I worked in a pub when I was 18 and the landlord would often put his sweaty arms around the team of young female bar staff as we worked, and say to customers, "don't you wish you had your own bevy if beauties like my girls?"
That's the only context I've heard it used in regularly, so can't really get past seeing it as anything other than [vomit smiley]
Actually my instinct is that it's sexist but more general in application. If you asked me to complete the phrase "A bevy of --" I think I'd answer "nuns". Or maybe "schoolgirls" but never "schoolboys".
But then just like a bevy of nuns, you might say "A bevy of monks". Or even "A bevy of M.P.'s" But somehow the word implies fussy and not very effective people if they aren't female.

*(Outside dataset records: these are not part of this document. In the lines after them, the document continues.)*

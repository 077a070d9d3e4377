//! External test-suite runner
//!
//! Runs the project's test command through the platform shell, bounded by a
//! timeout, and parses pass/fail counts out of whatever the runner prints.
//! stdout and stderr are drained on helper threads so a chatty runner can't
//! fill its pipe and stall. On unix the runner gets its own process group, and
//! a timeout kills the whole group so no grandchild keeps the pipes open.

use crate::models::TestRunSummary;
use regex::Regex;
use std::io::Read;
use std::path::Path;
use std::process::{Child, Command, Stdio};
use std::sync::OnceLock;
use std::thread::{self, JoinHandle};
use std::time::{Duration, Instant};
use tracing::{debug, warn};

const POLL_INTERVAL: Duration = Duration::from_millis(100);

static PASSED: OnceLock<Regex> = OnceLock::new();
static FAILED: OnceLock<Regex> = OnceLock::new();
static ANSI: OnceLock<Regex> = OnceLock::new();

fn passed_pattern() -> &'static Regex {
    PASSED.get_or_init(|| {
        Regex::new(r"(?i)(\d+)\s+(?:tests?\s+)?(?:passed|passing)").expect("valid regex")
    })
}

fn failed_pattern() -> &'static Regex {
    FAILED.get_or_init(|| {
        Regex::new(r"(?i)(\d+)\s+(?:tests?\s+)?(?:failed|failing)").expect("valid regex")
    })
}

fn ansi_pattern() -> &'static Regex {
    ANSI.get_or_init(|| Regex::new(r"\x1b\[[0-9;]*[A-Za-z]").expect("valid regex"))
}

/// Outcome of one test command invocation
#[derive(Debug, Clone)]
pub struct TestRunResult {
    /// Whether the process ran to completion (it may still report failures)
    pub completed: bool,
    pub stdout: String,
    pub stderr: String,
    pub exit_code: Option<i32>,
    pub timed_out: bool,
    /// Why the process could not be run
    pub error: Option<String>,
    pub duration: Duration,
}

impl TestRunResult {
    pub fn completed(stdout: String, stderr: String, exit_code: Option<i32>, duration: Duration) -> Self {
        Self {
            completed: true,
            stdout,
            stderr,
            exit_code,
            timed_out: false,
            error: None,
            duration,
        }
    }

    pub fn failure(error: String) -> Self {
        Self {
            completed: false,
            stdout: String::new(),
            stderr: String::new(),
            exit_code: None,
            timed_out: false,
            error: Some(error),
            duration: Duration::ZERO,
        }
    }

    pub fn timeout(command: &str, timeout_secs: u64) -> Self {
        Self {
            completed: false,
            stdout: String::new(),
            stderr: String::new(),
            exit_code: None,
            timed_out: true,
            error: Some(format!("'{}' timed out after {}s", command, timeout_secs)),
            duration: Duration::from_secs(timeout_secs),
        }
    }

    /// Pass/fail counts from both output streams
    pub fn summary(&self) -> TestRunSummary {
        let (passed, failed) = parse_test_counts(&format!("{}\n{}", self.stdout, self.stderr));
        TestRunSummary {
            passed,
            failed,
            total: passed + failed,
            timed_out: self.timed_out,
            exit_code: self.exit_code,
        }
    }
}

/// Sum `N passed` / `N failed` counts across a runner's output.
///
/// Suite and file tallies (`Test Suites: 2 passed`, `Test Files 2 passed`)
/// are skipped so they don't double-count individual tests.
pub fn parse_test_counts(output: &str) -> (usize, usize) {
    let clean = ansi_pattern().replace_all(output, "");
    let mut passed = 0usize;
    let mut failed = 0usize;

    for line in clean.lines() {
        let trimmed = line.trim_start();
        if trimmed.starts_with("Test Suites") || trimmed.starts_with("Test Files") {
            continue;
        }
        for caps in passed_pattern().captures_iter(line) {
            if let Some(n) = caps.get(1).and_then(|m| m.as_str().parse::<usize>().ok()) {
                passed = passed.saturating_add(n);
            }
        }
        for caps in failed_pattern().captures_iter(line) {
            if let Some(n) = caps.get(1).and_then(|m| m.as_str().parse::<usize>().ok()) {
                failed = failed.saturating_add(n);
            }
        }
    }
    (passed, failed)
}

fn shell_command(command: &str) -> Command {
    if cfg!(windows) {
        let mut cmd = Command::new("cmd");
        cmd.args(["/C", command]);
        cmd
    } else {
        let mut cmd = Command::new("sh");
        cmd.args(["-c", command]);
        cmd
    }
}

fn drain<R: Read + Send + 'static>(pipe: Option<R>) -> Option<JoinHandle<String>> {
    let mut pipe = pipe?;
    Some(thread::spawn(move || {
        let mut buf = Vec::new();
        let _ = pipe.read_to_end(&mut buf);
        String::from_utf8_lossy(&buf).into_owned()
    }))
}

/// Put the runner in its own process group
#[cfg(unix)]
fn isolate(cmd: &mut Command) {
    use std::os::unix::process::CommandExt;
    cmd.process_group(0);
}

#[cfg(not(unix))]
fn isolate(_cmd: &mut Command) {}

/// Kill the runner and everything it spawned, then reap it
fn kill_tree(child: &mut Child) {
    #[cfg(unix)]
    {
        use nix::sys::signal::{killpg, Signal};
        use nix::unistd::Pid;

        if let Err(e) = killpg(Pid::from_raw(child.id() as i32), Signal::SIGKILL) {
            debug!("Failed to kill process group {}: {}", child.id(), e);
        }
    }
    let _ = child.kill();
    let _ = child.wait();
}

fn collect(handle: Option<JoinHandle<String>>) -> String {
    handle.and_then(|h| h.join().ok()).unwrap_or_default()
}

/// Run `command` in `cwd` through the shell, killing it after
/// `timeout_secs` (0 = no timeout)
pub fn run_test_command(command: &str, cwd: &Path, timeout_secs: u64) -> TestRunResult {
    let command = command.trim();
    if command.is_empty() {
        return TestRunResult::failure("Empty test command".to_string());
    }

    debug!("Running test command in {:?}: {}", cwd, command);
    let mut cmd = shell_command(command);
    cmd.current_dir(cwd)
        .stdin(Stdio::null())
        .stdout(Stdio::piped())
        .stderr(Stdio::piped());
    isolate(&mut cmd);

    let mut child: Child = match cmd.spawn() {
        Ok(child) => child,
        Err(e) => {
            return TestRunResult::failure(format!("Failed to run '{}': {}", command, e));
        }
    };

    let stdout = drain(child.stdout.take());
    let stderr = drain(child.stderr.take());
    let start = Instant::now();
    let timeout = Duration::from_secs(timeout_secs);

    loop {
        match child.try_wait() {
            Ok(Some(status)) => {
                return TestRunResult::completed(
                    collect(stdout),
                    collect(stderr),
                    status.code(),
                    start.elapsed(),
                );
            }
            Ok(None) => {
                if timeout_secs > 0 && start.elapsed() > timeout {
                    kill_tree(&mut child);
                    warn!("'{}' timed out after {}s", command, timeout_secs);
                    // Drain threads end once the group's pipes close; a
                    // child that left the group must not block the caller
                    drop((stdout, stderr));
                    return TestRunResult::timeout(command, timeout_secs);
                }
                thread::sleep(POLL_INTERVAL);
            }
            Err(e) => {
                kill_tree(&mut child);
                return TestRunResult::failure(format!("Failed to wait for '{}': {}", command, e));
            }
        }
    }
}

#[cfg(test)]
mod tests {
    use super::*;

    #[test]
    fn test_parse_jest_output() {
        let out = "Test Suites: 1 failed, 2 passed, 3 total\nTests:       2 failed, 10 passed, 12 total\n";
        assert_eq!(parse_test_counts(out), (10, 2));
    }

    #[test]
    fn test_parse_pytest_and_mocha() {
        assert_eq!(parse_test_counts("===== 7 passed, 1 failed in 0.31s ====="), (7, 1));
        assert_eq!(parse_test_counts("  5 passing (20ms)\n  1 failing\n"), (5, 1));
    }

    #[test]
    fn test_parse_sums_cargo_binaries() {
        let out = "test result: ok. 4 passed; 0 failed; 0 ignored\ntest result: ok. 2 passed; 0 failed;\n";
        assert_eq!(parse_test_counts(out), (6, 0));
    }

    #[test]
    fn test_parse_strips_color_codes() {
        assert_eq!(
            parse_test_counts("\x1b[32m3 passed\x1b[0m, \x1b[31m1 failed\x1b[0m"),
            (3, 1)
        );
        assert_eq!(parse_test_counts("no summary here"), (0, 0));
    }

    #[test]
    fn test_empty_command_fails() {
        let result = run_test_command("   ", Path::new("."), 5);
        assert!(!result.completed);
        assert!(result.error.is_some());
    }

    #[cfg(unix)]
    #[test]
    fn test_runs_shell_command_and_summarizes() {
        let dir = tempfile::tempdir().unwrap();
        let result = run_test_command("echo '3 passed'; echo '1 failed' >&2; exit 1", dir.path(), 10);
        assert!(result.completed);
        assert_eq!(result.exit_code, Some(1));
        let summary = result.summary();
        assert_eq!((summary.passed, summary.failed, summary.total), (3, 1, 4));
        assert!(!summary.timed_out);
    }

    #[cfg(unix)]
    #[test]
    fn test_timeout_kills_process() {
        let dir = tempfile::tempdir().unwrap();
        let result = run_test_command("sleep 5", dir.path(), 1);
        assert!(result.timed_out);
        assert!(!result.completed);
        assert!(result.summary().timed_out);
    }

    #[cfg(unix)]
    #[test]
    fn test_timeout_kills_background_children() {
        let dir = tempfile::tempdir().unwrap();
        let marker = dir.path().join("marker");
        let command = format!("(sleep 2; touch '{}') & sleep 30", marker.display());

        let start = Instant::now();
        let result = run_test_command(&command, dir.path(), 1);
        assert!(result.timed_out);
        assert!(start.elapsed() < Duration::from_secs(10));

        thread::sleep(Duration::from_millis(3500));
        assert!(!marker.exists(), "background child outlived the timeout");
    }
}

And if they are, well, are nuns and beauties equally unlikely to rock the world?
It's actually a very complex word. Imagine trying to translate it into any other language.
That sounds like something out of the Chalet School.
It's an incredibly uncommon term for year 6, isn't it?
Mind you, the actual sexism lies in assuming that 'beauties' is referring to women. A 'bevy of beauties' could be referring to men or women or cows ... I'm sure it isn't, but just on the basis of the OP, it's not actually sexist in itself, is it? It's the interpretation that's sexist.
It read like this: _________ of beauties. All other examples were animals. I have no problem with the meaning of the word bevy being taught although I don't think it's particularly commonly used. Bevy of beauties though is something you'd see in the Sun, entirely different imo.
There was a series of words eg crows, owls, whales etc and you had to fill in the collective noun for them. There, at the top of the list, was "beauties" ffs??? What is going on? 11 year old ds is supposed to know this?